De retour en Algérie en 1993, au début de la guerre civile, il rejoint le Groupe islamique armé (GIA, démantelé en 2005), et crée une unité basée principalement dans le Sahara.
En 1998, il rejoint le Groupe salafiste pour la prédication et le combat (GSPC), une dissidence du GIA soutenue par le chef d'Al-Qaïda, Oussama ben Laden, pour se démarquer des massacres de civils perpétrés par le GIA et concentrer ses attaques sur des cibles policières et militaires.
Le vaste désert, sa cachette ?
Belmokhtar règne alors en maître sur les routes clandestines du grand Sud saharien, se livrant à des attentats financés, selon des analystes, par des activités de contrebande, notamment de cigarettes. Il établit des liens avec les tribus qui le préviennent des mouvements des forces de sécurité.
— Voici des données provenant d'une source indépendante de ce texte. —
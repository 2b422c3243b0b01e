//! HTTP API
//!
//! 浏览器端写入、管理端报表、聊天代理和健康检查。

pub mod auth;
pub mod handlers;
pub mod helpers;
pub mod routes;
pub mod types;

use std::sync::Arc;

use chrono::{DateTime, Utc};

use crate::analytics::{AnalyticsService, ReportOptions};
use crate::config::StaticConfig;
use crate::services::ChatService;
use crate::storage::SiteStore;

pub use routes::configure;

/// 所有 handler 共享的状态
#[derive(Clone)]
pub struct AppState {
    pub store: Arc<dyn SiteStore>,
    pub analytics: AnalyticsService,
    pub chat: ChatService,
    /// 为空时关闭管理端
    pub admin_token: String,
    pub started_at: DateTime<Utc>,
}

impl AppState {
    pub fn new(store: Arc<dyn SiteStore>, chat: ChatService, config: &StaticConfig) -> Self {
        let options = ReportOptions {
            event_sample_limit: config.analytics.event_sample_limit,
            top_n: config.analytics.top_n,
        };

        Self {
            analytics: AnalyticsService::new(store.clone(), options),
            store,
            chat,
            admin_token: config.api.admin_token.clone(),
            started_at: Utc::now(),
        }
    }
}
//! Visitor-side tracking tests
//!
//! Drives `Tracker`, `EventBatcher` and `PageViewRecorder` against the
//! in-memory store with a paused tokio clock.

use std::sync::Arc;

use tokio::time::{Duration, sleep};

use sitepulse::consent::{ConsentCategory, ConsentGate};
use sitepulse::identity::{DeviceSignals, IdentityResolver, MemoryStorage};
use sitepulse::storage::MemoryStore;
use sitepulse::tracking::{
    DEFAULT_DEBOUNCE, EventBatcher, EventType, FlushOutcome, NewEvent, PageViewRecorder,
    ScrollMetrics, TelemetrySink, Tracker, TrackingContext,
};

// =============================================================================
// Test Setup
// =============================================================================

fn context(analytics: bool) -> TrackingContext {
    let identity = IdentityResolver::in_memory();
    let consent = ConsentGate::load(Arc::new(MemoryStorage::new()));
    if analytics {
        consent.accept_all();
    }
    TrackingContext::resolve(&identity, &DeviceSignals::default(), consent)
}

fn tracker(analytics: bool) -> (Tracker, Arc<MemoryStore>) {
    let store = Arc::new(MemoryStore::new());
    let tracker = Tracker::new(
        context(analytics),
        store.clone(),
        store.clone(),
        DEFAULT_DEBOUNCE,
    );
    (tracker, store)
}

fn cta(id: &str) -> NewEvent {
    NewEvent::new(EventType::CtaClick).with_element(id, "button")
}

// =============================================================================
// End-to-end scenarios
// =============================================================================

#[tokio::test(start_paused = true)]
async fn test_no_consent_produces_zero_writes() {
    let (tracker, store) = tracker(false);

    assert!(tracker.navigate("/services", 1280, None).await.is_none());
    assert!(!tracker.click(cta("book-call")));
    assert_eq!(tracker.scroll(ScrollMetrics::new(960.0, 2000.0, 800.0)), 0);
    sleep(Duration::from_secs(3)).await;
    assert!(tracker.navigate("/contact", 1280, None).await.is_none());
    sleep(Duration::from_secs(3)).await;
    assert_eq!(tracker.shutdown().await, FlushOutcome::Skipped);

    assert_eq!(store.write_calls(), 0);
}

#[tokio::test(start_paused = true)]
async fn test_single_click_flushes_once_after_debounce() {
    let (tracker, store) = tracker(true);
    tracker.navigate("/services", 1280, None).await;

    assert!(tracker.click(cta("book-call")));
    sleep(Duration::from_secs(3)).await;

    assert_eq!(store.event_insert_calls(), 1);
    let events = store.events();
    assert_eq!(events.len(), 1);
    assert_eq!(events[0].record.page_path, "/services");
    assert_eq!(events[0].record.event.event_type, EventType::CtaClick);
    assert_eq!(
        events[0].record.session_id,
        tracker.context().session_id
    );
}

#[tokio::test(start_paused = true)]
async fn test_necessary_only_writes_nothing() {
    let store = Arc::new(MemoryStore::new());
    let consent = ConsentGate::load(Arc::new(MemoryStorage::new()));
    consent.accept_necessary_only();
    assert!(consent.has_consent(ConsentCategory::Necessary));

    let context = TrackingContext::resolve(
        &IdentityResolver::in_memory(),
        &DeviceSignals::default(),
        consent,
    );
    let tracker = Tracker::new(context, store.clone(), store.clone(), DEFAULT_DEBOUNCE);

    tracker.navigate("/", 375, None).await;
    tracker.click(cta("whatsapp"));
    sleep(Duration::from_secs(5)).await;
    tracker.shutdown().await;

    assert_eq!(store.write_calls(), 0);
}

// =============================================================================
// EventBatcher
// =============================================================================

#[tokio::test(start_paused = true)]
async fn test_burst_is_coalesced_in_order() {
    let store = Arc::new(MemoryStore::new());
    let batcher = EventBatcher::new(context(true), store.clone(), DEFAULT_DEBOUNCE);
    batcher.set_current_path("/projects");

    for i in 0..5 {
        batcher.track_event(NewEvent::new(EventType::ProjectView).with_project(format!("p{i}")));
        sleep(Duration::from_millis(500)).await;
    }
    // 500ms 间隔不断重置定时器
    assert_eq!(store.event_insert_calls(), 0);
    assert_eq!(batcher.pending(), 5);

    sleep(Duration::from_millis(2100)).await;
    assert_eq!(store.event_insert_calls(), 1);

    let mut events = store.events();
    events.sort_by_key(|e| e.id);
    let projects: Vec<_> = events
        .iter()
        .map(|e| e.record.event.project_id.clone().unwrap_or_default())
        .collect();
    assert_eq!(projects, ["p0", "p1", "p2", "p3", "p4"]);
    assert_eq!(batcher.pending(), 0);
}

#[tokio::test(start_paused = true)]
async fn test_failed_flush_drops_batch_without_retry() {
    let store = Arc::new(MemoryStore::new());
    store.set_fail_writes(true);
    let batcher = EventBatcher::new(context(true), store.clone(), DEFAULT_DEBOUNCE);

    batcher.track_event(NewEvent::new(EventType::Click));
    batcher.track_event(NewEvent::new(EventType::FormSubmit));
    sleep(Duration::from_secs(10)).await;

    assert_eq!(store.event_insert_calls(), 1);
    assert_eq!(batcher.pending(), 0);
    assert!(store.events().is_empty());

    // 下一批正常写入，不会带上失败的事件
    store.set_fail_writes(false);
    batcher.track_event(NewEvent::new(EventType::WhatsappClick));
    assert_eq!(batcher.flush().await, FlushOutcome::Written(1));
    assert_eq!(store.events().len(), 1);
}

#[tokio::test(start_paused = true)]
async fn test_teardown_flushes_before_debounce() {
    let store = Arc::new(MemoryStore::new());
    let batcher = EventBatcher::new(context(true), store.clone(), DEFAULT_DEBOUNCE);

    batcher.track_event(NewEvent::new(EventType::ServiceClick));
    let outcome = batcher.teardown().await.unwrap();
    assert_eq!(outcome, FlushOutcome::Written(1));

    // 已取消的定时器不会再触发一次写入
    sleep(Duration::from_secs(5)).await;
    assert_eq!(store.event_insert_calls(), 1);
}

#[tokio::test(start_paused = true)]
async fn test_consent_withdrawn_before_flush_skips_write() {
    let store = Arc::new(MemoryStore::new());
    let ctx = context(true);
    let batcher = EventBatcher::new(ctx.clone(), store.clone(), DEFAULT_DEBOUNCE);

    batcher.track_event(NewEvent::new(EventType::Click));
    ctx.consent.accept_necessary_only();
    sleep(Duration::from_secs(3)).await;

    assert_eq!(store.write_calls(), 0);
}

#[tokio::test(start_paused = true)]
async fn test_telemetry_sink_is_fire_and_forget() {
    let store = Arc::new(MemoryStore::new());
    let batcher = EventBatcher::new(context(true), store.clone(), DEFAULT_DEBOUNCE);
    let sink: Arc<dyn TelemetrySink> = Arc::new(batcher.clone());

    sink.record(NewEvent::new("newsletter_signup").with_metadata("source", "footer"));
    sleep(Duration::from_secs(3)).await;

    let events = store.events();
    assert_eq!(events.len(), 1);
    assert_eq!(
        events[0].record.event.event_type,
        EventType::Custom("newsletter_signup".to_string())
    );
    assert_eq!(events[0].record.event.metadata["source"], "footer");
}

// =============================================================================
// PageViewRecorder
// =============================================================================

#[tokio::test(start_paused = true)]
async fn test_visit_is_patched_once_by_handle() {
    let store = Arc::new(MemoryStore::new());
    let recorder = PageViewRecorder::new(context(true), store.clone());

    let handle = recorder
        .enter_page("/about", 900, Some("https://google.com".to_string()))
        .await
        .unwrap();
    recorder.record_scroll(ScrollMetrics::new(600.0, 2000.0, 800.0));
    recorder.record_scroll(ScrollMetrics::new(100.0, 2000.0, 800.0));
    recorder.record_click();
    recorder.record_click();
    sleep(Duration::from_millis(42_700)).await;

    let update = recorder.leave_page().await.unwrap();
    assert_eq!(update.scroll_depth, 50);
    assert_eq!(update.time_on_page, 42);
    assert_eq!(update.clicks, 2);

    // 第二次离开没有可回填的行
    assert!(recorder.leave_page().await.is_none());
    assert_eq!(store.visit_update_calls(), 1);

    let visits = store.visits();
    assert_eq!(visits.len(), 1);
    assert_eq!(visits[0].id, handle.id());
    assert_eq!(visits[0].device_type, "tablet");
    assert_eq!(visits[0].referrer.as_deref(), Some("https://google.com"));
    assert_eq!(visits[0].scroll_depth, 50);
    assert_eq!(visits[0].time_on_page, 42);
}

#[tokio::test(start_paused = true)]
async fn test_navigation_updates_previous_visit() {
    let (tracker, store) = tracker(true);

    let first = tracker.navigate("/", 1440, None).await.unwrap();
    tracker.click(cta("hero"));
    sleep(Duration::from_secs(4)).await;
    let second = tracker.navigate("/contact", 1440, None).await.unwrap();
    assert_ne!(first, second);

    let visits = store.visits();
    let home = visits.iter().find(|v| v.id == first.id()).unwrap();
    assert_eq!(home.clicks, 1);
    assert_eq!(home.time_on_page, 4);

    let contact = visits.iter().find(|v| v.id == second.id()).unwrap();
    assert_eq!(contact.clicks, 0);
    assert_eq!(tracker.recorder().current_path().as_deref(), Some("/contact"));
    assert_eq!(tracker.batcher().current_path(), "/contact");
}

#[tokio::test(start_paused = true)]
async fn test_failed_insert_skips_update() {
    let store = Arc::new(MemoryStore::new());
    store.set_fail_writes(true);
    let recorder = PageViewRecorder::new(context(true), store.clone());

    assert!(recorder.enter_page("/", 1280, None).await.is_none());
    assert!(recorder.leave_page().await.is_none());
    assert_eq!(store.visit_insert_calls(), 1);
    assert_eq!(store.visit_update_calls(), 0);
}

#[tokio::test(start_paused = true)]
async fn test_unscrollable_page_reports_zero_depth() {
    let store = Arc::new(MemoryStore::new());
    let recorder = PageViewRecorder::new(context(true), store.clone());

    recorder.enter_page("/short", 1280, None).await;
    assert_eq!(
        recorder.record_scroll(ScrollMetrics::new(0.0, 700.0, 800.0)),
        0
    );
    let update = recorder.leave_page().await.unwrap();
    assert_eq!(update.scroll_depth, 0);
    assert_eq!(update.time_on_page, 0);
}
En 2001, il entre en concurrence avec Amari Saïfi, alias Abderrezak El-Para, alors numéro deux du GSPC, pour le contrôle du Sahara.
Après l'arrestation de son rival, auteur de l'enlèvement de 32 touristes européens en 2003 et livré à Alger en 2004, "le Borgne" se replie dans le nord désertique du Mali, qu'il transforme en sanctuaire, liant de solides alliances en épousant des femmes de tribus touareg ou arabe.
En 2007, à la suite de dissensions au sein du GSPC qui devient Al-Qaïda au Maghreb islamique (Aqmi), il est remplacé à la tête de la zone par Abdelhamid Abou Zeïd.
Après sa destitution en octobre 2012 par le chef d'Aqmi pour insubordination, il crée sa propre unité combattante, les "Signataires par le sang".
En janvier 2013, quelques jours après le début de l'opération Serval, à l'initiative de la France, pour chasser les jihadistes du Nord malien, il lance l'attaque et la prise d'otages massive sur le complexe gazier d'In Amenas, dans le Sahara algérien (38 otages et 29 ravisseurs tués).
En mai 2013, deux mois après avoir été annoncé mort par l'armée tchadienne au Mali, il revendique des attaques contre l'armée nigérienne à Agadez et le site français d'uranium d'Areva à Arlit, une vingtaine de morts au total.
Condamné à mort à deux reprises par la justice algérienne, il aurait commandité l'assassinat de quatre Français en Mauritanie en décembre 2007, et les enlèvements de deux Canadiens en 2008, et de trois Espagnols et deux Italiens en 2009.
En août 2013, son groupe fusionne avec une partie du Mouvement pour l'unicité et le jihad en Afrique de l'Ouest (Mujao) sous le nom d'"Al-Mourabitoune".